L’une des séquences les plus marquantes du film illustre magnifiquement ces tensions. Alors que Peppino quitte son domicile pour rejoindre une manifestation, son voisin policier s’apprête, lui aussi, à sortir – mais pour réprimer ce même rassemblement. Leurs épouses, inquiètes, restent à la maison et continuent d’entretenir une relation cordiale dans la vie quotidienne. Cette scène illustre de manière saisissante comment le régime fasciste de Mussolini a fracturé la société, dressant des individus les uns contre les autres alors qu’ils n’avaient, en réalité, aucune animosité personnelle. Finalement, le film montre comment l’idéalisme s’efface face aux réalités économiques et sociales. Peppino, qui a consacré sa vie à défendre les idées communistes, est contraint de quitter l’Italie pour travailler en France à cause de la pauvreté. Lui qui rejetait farouchement le capitalisme doit, pour survivre, se plier aux lois du marché et de l’économie libérale. Cette transformation brosse un portrait amer du conflit entre idéologie et nécessité, illustrant symboliquement la défaite des utopies face aux contraintes du réel.

Tornatore ne traite pas la politique à travers des discours explicites, mais à travers des signes et des métaphores visuelles. Les réunions de parti plongées dans l’ombre, les lampes qui s’éteignent dans les moments décisifs, ou encore les regards pesants des anciens du village envers les révolutionnaires suggèrent un monde où la politique est une force omniprésente mais souterraine. Cette approche confère au film une richesse visuelle et narrative, rendant son message politique d’autant plus puissant qu’il est transmis par l’atmosphère et la mise en scène plutôt que par des déclarations frontales.

De grands rêves dans de petites mains

Baarìa est une œuvre qui, sous l’apparence d’un drame familial, reflète avec subtilité et efficacité les bouleversements politiques et sociaux de l’Italie.
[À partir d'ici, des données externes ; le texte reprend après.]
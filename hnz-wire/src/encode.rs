use std::sync::Mutex;

use crate::codes::{TCACK_CODE, TM4_CODE, TSCE_CODE, TVCACK_CODE};
use crate::image::TsImage;

/// The four message families a datapoint reading can be ingested as.
#[derive(Debug, Clone, Copy, PartialEq, Eq)]
pub enum MsgCode {
	Ts,
	Tm,
	Tc,
	Tvc,
}

impl MsgCode {
	pub fn parse(code: &str) -> Option<Self> {
		match code {
			"TS" => Some(Self::Ts),
			"TM" => Some(Self::Tm),
			"TC" => Some(Self::Tc),
			"TVC" => Some(Self::Tvc),
			_ => None,
		}
	}
}

/// An already-parsed reading handed to this core by the northbound ingestion
/// pipeline (out of scope; this is the narrow interface it hands over).
/// `msg_code` is the raw string the pipeline attached to it — `"TS"`,
/// `"TM"`, `"TC"`, or `"TVC"` are the only ones this core understands;
/// anything else fails to [`encode`] rather than panicking.
#[derive(Debug, Clone)]
pub struct IngestParameters {
	pub label: String,
	pub msg_code: String,
	pub station_addr: u8,
	pub msg_address: u32,
	pub value: i64,
	pub valid: bool,

	pub ts: Option<u64>,
	pub ts_iv: Option<bool>,
	pub ts_c: Option<bool>,
	pub ts_s: Option<bool>,
	pub cg: Option<bool>,
	pub an: Option<String>,
	pub outdated: Option<bool>,
	pub quality_update: Option<bool>,
}

impl IngestParameters {
	fn flag(value: Option<bool>) -> bool {
		value.unwrap_or(false)
	}
}

/// Serializes `params` into the wire bytes for its message family, updating
/// `image` in place for a TS reading. Returns `None` for an unrecognized
/// `msg_code` — the caller is expected to leave that reading unconsumed.
pub fn encode(image: &Mutex<TsImage>, params: &IngestParameters) -> Option<Vec<u8>> {
	let bytes = match MsgCode::parse(&params.msg_code)? {
		MsgCode::Ts => encode_tsce(image, params),
		MsgCode::Tvc => encode_tvcack(params),
		MsgCode::Tc => encode_tcack(params),
		MsgCode::Tm => encode_tm4(params),
	};

	Some(bytes)
}

fn encode_tsce(image: &Mutex<TsImage>, params: &IngestParameters) -> Vec<u8> {
	let addr = params.msg_address;
	let value_bit = (params.value & 0x1) as u8;
	let valid_bit = params.valid as u8;

	let mut data = vec![TSCE_CODE, (addr / 10) as u8, 0, 0, 0];

	data[2] |= ((addr % 10) as u8) << 5;
	data[2] |= valid_bit << 4;
	data[2] |= value_bit << 3;
	data[2] |= (IngestParameters::flag(params.ts_c) as u8) << 1;
	data[2] |= IngestParameters::flag(params.ts_s) as u8;
	data[2] |= (IngestParameters::flag(params.ts_iv) as u8) << 2;

	let ts = params.ts.unwrap_or(0);
	data[3] = ((ts >> 8) & 0xFF) as u8;
	data[4] = (ts & 0xFF) as u8;

	image.lock().expect("TS image mutex poisoned").set_ts(addr as u8, value_bit != 0, valid_bit != 0);

	data
}

fn encode_tvcack(params: &IngestParameters) -> Vec<u8> {
	let addr = params.msg_address;
	let mut data = vec![TVCACK_CODE, 0, 0, 0];

	data[1] = (addr & 0x1F) as u8 | ((params.valid as u8) << 6);

	let mut value = params.value;
	let mut sign = 0u8;
	if value < 0 {
		value = -value;
		sign |= 0x80;
	}

	data[2] = (value & 0x7F) as u8;
	data[3] = sign;

	data
}

fn encode_tcack(params: &IngestParameters) -> Vec<u8> {
	let addr = params.msg_address;
	let mut data = vec![TCACK_CODE, (addr / 10) as u8, 0];

	let order = if params.value == 0 { 0b01u8 } else { 0b10u8 };
	data[2] |= ((addr % 10) as u8) << 5;
	data[2] |= order << 3;
	data[2] |= if params.valid { 0 } else { 0b001 };

	data
}

fn encode_tm4(params: &IngestParameters) -> Vec<u8> {
	let addr = params.msg_address;
	let mut data = vec![TM4_CODE, ((addr / 4) * 4) as u8, 0xFF, 0xFF, 0xFF, 0xFF];

	let slot = (addr % 4) as usize;
	data[2 + slot] = (params.value & 0xFF) as u8;

	data
}
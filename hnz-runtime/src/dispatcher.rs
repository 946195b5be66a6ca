use std::sync::{Arc, Mutex};
use std::thread;
use std::time::Duration;

use hnz_config::Destination;
use hnz_link::{LinkStateMachine, PendingQueue};
use hnz_wire::codes::TCACK_CODE;
use hnz_wire::{Event, FrameCodec, TsImage};
use log::warn;

use crate::send::{send_information, send_rej, send_rr};

const DRAIN_GAP: Duration = Duration::from_millis(500);
const TCACK_DELAY: Duration = Duration::from_secs(3);

/// The narrow capability this core invokes when a `Tc`/`Tvc` order arrives:
/// the real command dispatch lives on the other side of the host plugin
/// boundary (§1). Returns a host-defined status code, mirrored back as-is.
pub trait OperationSink: Send + Sync {
	fn operation(&self, op_name: &str, names: &[&str], values: &[&str], destination: Destination) -> i32;
}

/// Routes one decoded event to its wire response and, for `Tc`/`Tvc`, the
/// operation sink — everything §4.8 describes for a single path.
pub struct Dispatcher {
	pub codec: Arc<Mutex<Box<dyn FrameCodec>>>,
	pub link: Arc<Mutex<LinkStateMachine>>,
	pub pending: Arc<Mutex<PendingQueue>>,
	pub ts_image: Arc<Mutex<TsImage>>,
	pub sink: Arc<dyn OperationSink>,
	pub destination: Destination,
	pub addr_a: u8,
	pub addr_b: u8,
}

impl Dispatcher {
	pub fn dispatch(&self, event: Event, p: bool) {
		match event {
			Event::CgRequest => self.handle_cg_request(),
			Event::Bulle => self.respond_rr(p),
			Event::Tc { ado, adb, open } => self.handle_tc(ado, adb, open, p),
			Event::Tvc { addr, open } => self.handle_tvc(addr, open, p),
			Event::TimeUpdate | Event::DateUpdate { .. } => self.respond_rr(p),
			Event::Unknown => self.respond_rej(p),
		}
	}

	fn respond_rr(&self, p: bool) {
		let mut codec = self.codec.lock().expect("codec mutex poisoned");
		let link = self.link.lock().expect("link mutex poisoned");
		if send_rr(codec.as_mut(), &link, self.addr_a, p).is_err() {
			warn!("Failed to send RR");
		}
	}

	fn respond_rej(&self, p: bool) {
		let mut codec = self.codec.lock().expect("codec mutex poisoned");
		let link = self.link.lock().expect("link mutex poisoned");
		if send_rej(codec.as_mut(), &link, self.addr_a, p).is_err() {
			warn!("Failed to send REJ");
		}
	}

	fn handle_cg_request(&self) {
		let payload = self.ts_image.lock().expect("TS image mutex poisoned").to_tscg();

		{
			let mut codec = self.codec.lock().expect("codec mutex poisoned");
			let mut link = self.link.lock().expect("link mutex poisoned");
			if send_information(codec.as_mut(), &mut link, self.addr_b, &payload, false).is_err() {
				warn!("Failed to send TSCG response to general interrogation");
				return;
			}
			link.set_cg_sent(true);
		}

		self.drain_pending();
	}

	/// Sends every frame currently queued for this path, in FIFO order,
	/// with the mandatory inter-frame gap. Called both right after a CG
	/// response and from the supervisor loop once CG has already been
	/// answered (§4.11).
	pub fn drain_pending(&self) {
		if !self.link.lock().expect("link mutex poisoned").cg_sent() {
			return;
		}

		loop {
			let Some(frame) = self.pending.lock().expect("pending queue mutex poisoned").pop() else { break };

			let mut codec = self.codec.lock().expect("codec mutex poisoned");
			let mut link = self.link.lock().expect("link mutex poisoned");
			if send_information(codec.as_mut(), &mut link, self.addr_b, &frame, false).is_err() {
				warn!("Failed to send a queued frame");
			}
			drop(codec);
			drop(link);

			thread::sleep(DRAIN_GAP);
		}
	}

	fn handle_tc(&self, ado: u8, adb: u8, open: bool, p: bool) {
		self.respond_rr(p);

		thread::sleep(TCACK_DELAY);

		let order = if open { 0b10u8 } else { 0b01u8 };
		let tcack = [TCACK_CODE, ado, 0b1 | (adb << 5) | (order << 3)];

		{
			let mut codec = self.codec.lock().expect("codec mutex poisoned");
			let mut link = self.link.lock().expect("link mutex poisoned");
			if send_information(codec.as_mut(), &mut link, self.addr_b, &tcack, false).is_err() {
				warn!("Failed to send TCACK");
			}
		}

		let co_addr = (adb as u32 | ((ado as u32) << 8)).to_string();
		let co_value = if open { "1" } else { "0" };
		self.sink.operation("HNZCommand", &["co_type", "co_addr", "co_value"], &["TC", &co_addr, co_value], self.destination.clone());
	}

	fn handle_tvc(&self, addr: u8, open: bool, p: bool) {
		self.respond_rr(p);

		let co_addr = addr.to_string();
		let co_value = if open { "1" } else { "0" };
		self.sink.operation("HNZCommand", &["co_type", "co_addr", "co_value"], &["TVC", &co_addr, co_value], self.destination.clone());
	}
}

#[cfg(test)]
mod tests {
	use std::io::Read;
	use std::net::{TcpListener, TcpStream};

	use hnz_wire::TcpFrameCodec;

	use super::*;

	struct NoopSink;

	impl OperationSink for NoopSink {
		fn operation(&self, _: &str, _: &[&str], _: &[&str], _: Destination) -> i32 {
			0
		}
	}

	fn free_port() -> u16 {
		TcpListener::bind("127.0.0.1:0").unwrap().local_addr().unwrap().port()
	}

	fn read_frame(peer: &mut TcpStream) -> Vec<u8> {
		let mut len_buf = [0u8; 2];
		peer.read_exact(&mut len_buf).unwrap();
		let len = u16::from_be_bytes(len_buf) as usize;
		let mut body = vec![0u8; len + 1];
		peer.read_exact(&mut body).unwrap();
		body[..len].to_vec()
	}

	fn connected_dispatcher(port: u16, addr_a: u8, addr_b: u8) -> (Dispatcher, TcpStream) {
		let mut codec = TcpFrameCodec::new();
		codec.start(port).unwrap();

		let peer = loop {
			if let Ok(stream) = TcpStream::connect(("127.0.0.1", port)) {
				break stream;
			}
			std::thread::sleep(std::time::Duration::from_millis(20));
		};

		let deadline = std::time::Instant::now() + std::time::Duration::from_secs(2);
		while !codec.is_connected() && std::time::Instant::now() < deadline {
			std::thread::sleep(std::time::Duration::from_millis(20));
		}

		let mut peer = peer;
		peer.set_read_timeout(Some(std::time::Duration::from_secs(2))).unwrap();

		let dispatcher = Dispatcher {
			codec: Arc::new(Mutex::new(Box::new(codec))),
			link: Arc::new(Mutex::new(LinkStateMachine::new())),
			pending: Arc::new(Mutex::new(PendingQueue::new())),
			ts_image: TsImage::shared(),
			sink: Arc::new(NoopSink),
			destination: Destination::Broadcast,
			addr_a,
			addr_b,
		};

		(dispatcher, peer)
	}

	#[test]
	fn cg_request_emits_44_byte_tscg_addressed_to_addr_b_and_sets_cg_sent() {
		let port = free_port();
		let (dispatcher, mut peer) = connected_dispatcher(port, 51, 49);

		dispatcher.dispatch(Event::CgRequest, false);

		let frame = read_frame(&mut peer);
		// byte 0 = addr_b, byte 1 = control_info(false) = 0, then the 44-byte TSCG payload.
		assert_eq!(frame[0], 49);
		assert_eq!(frame.len(), 2 + 44);
		assert_eq!(&frame[2..6], &[hnz_wire::codes::TSCG_CODE, 0, 0, 0]);
		assert_eq!(frame[13], hnz_wire::codes::TSCG_CODE);
		assert_eq!(frame[14], 2);

		assert!(dispatcher.link.lock().unwrap().cg_sent());
	}

	#[test]
	fn cg_request_drains_a_frame_already_queued_before_the_request() {
		let port = free_port();
		let (dispatcher, mut peer) = connected_dispatcher(port, 51, 49);

		dispatcher.pending.lock().unwrap().push(vec![0xAB, 0xCD]);

		dispatcher.dispatch(Event::CgRequest, false);

		let tscg = read_frame(&mut peer);
		assert_eq!(tscg.len(), 2 + 44);

		let queued = read_frame(&mut peer);
		assert_eq!(&queued[2..], &[0xAB, 0xCD]);

		assert!(dispatcher.pending.lock().unwrap().is_empty());
	}

	#[test]
	fn bulle_is_answered_with_rr() {
		let port = free_port();
		let (dispatcher, mut peer) = connected_dispatcher(port, 51, 49);

		dispatcher.dispatch(Event::Bulle, true);

		let frame = read_frame(&mut peer);
		assert_eq!(frame[0], 51); // addr_a
		assert_eq!(frame[1] & 0b1111, 0b0001); // RR low nibble
		assert_eq!((frame[1] >> 4) & 1, 1); // p echoed
	}

	#[test]
	fn unknown_event_is_answered_with_rej() {
		let port = free_port();
		let (dispatcher, mut peer) = connected_dispatcher(port, 51, 49);

		dispatcher.dispatch(Event::Unknown, false);

		let frame = read_frame(&mut peer);
		assert_eq!(frame[0], 51);
		assert_eq!(frame[1] & 0b1111, 0b1001); // REJ low nibble
	}

	#[test]
	fn tc_sends_rr_then_tcack_and_invokes_the_sink() {
		let port = free_port();
		let (dispatcher, mut peer) = connected_dispatcher(port, 51, 49);

		dispatcher.dispatch(Event::Tc { ado: 0x02, adb: 3, open: true }, false);

		let rr = read_frame(&mut peer);
		assert_eq!(rr[1] & 0b1111, 0b0001);

		let tcack = read_frame(&mut peer);
		assert_eq!(tcack[0], 49); // addr_b
		assert_eq!(&tcack[2..4], &[hnz_wire::codes::TCACK_CODE, 0x02]);
		assert_eq!(tcack[4], 0b1 | (3 << 5) | (0b10 << 3));
	}
}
Sans chercher à réaliser un film partisan, Tornatore dresse le portrait de l’histoire contemporaine à travers le regard des citoyens ordinaires, mettant en lumière l’impact des idéologies, du pouvoir et de l’idéalisme sur le destin des individus. D’un point de vue esthétique, le film constitue une expérience marquante du cinéma poétique de Tornatore, bien que sa narration non linéaire et sa structure épisodique puissent représenter un défi pour certains spectateurs. Ses images envoûtantes, la musique enivrante d’Ennio Morricone et sa vision nostalgique du passé en font une œuvre profondément captivante.

Dans la scène finale, Peppino, par une réplique empreinte de regrets adressée à son fils, dévoile une vérité amère :
« Nous voulons embrasser le monde, mais nos mains sont bien trop petites pour cela. »

Qu’elle marque la fin du parcours de Peppino ou qu’elle illustre l’échec d’une génération tout entière, cette phrase incarne à merveille le regard critique de Tornatore sur les rêves inachevés et les illusions brisées.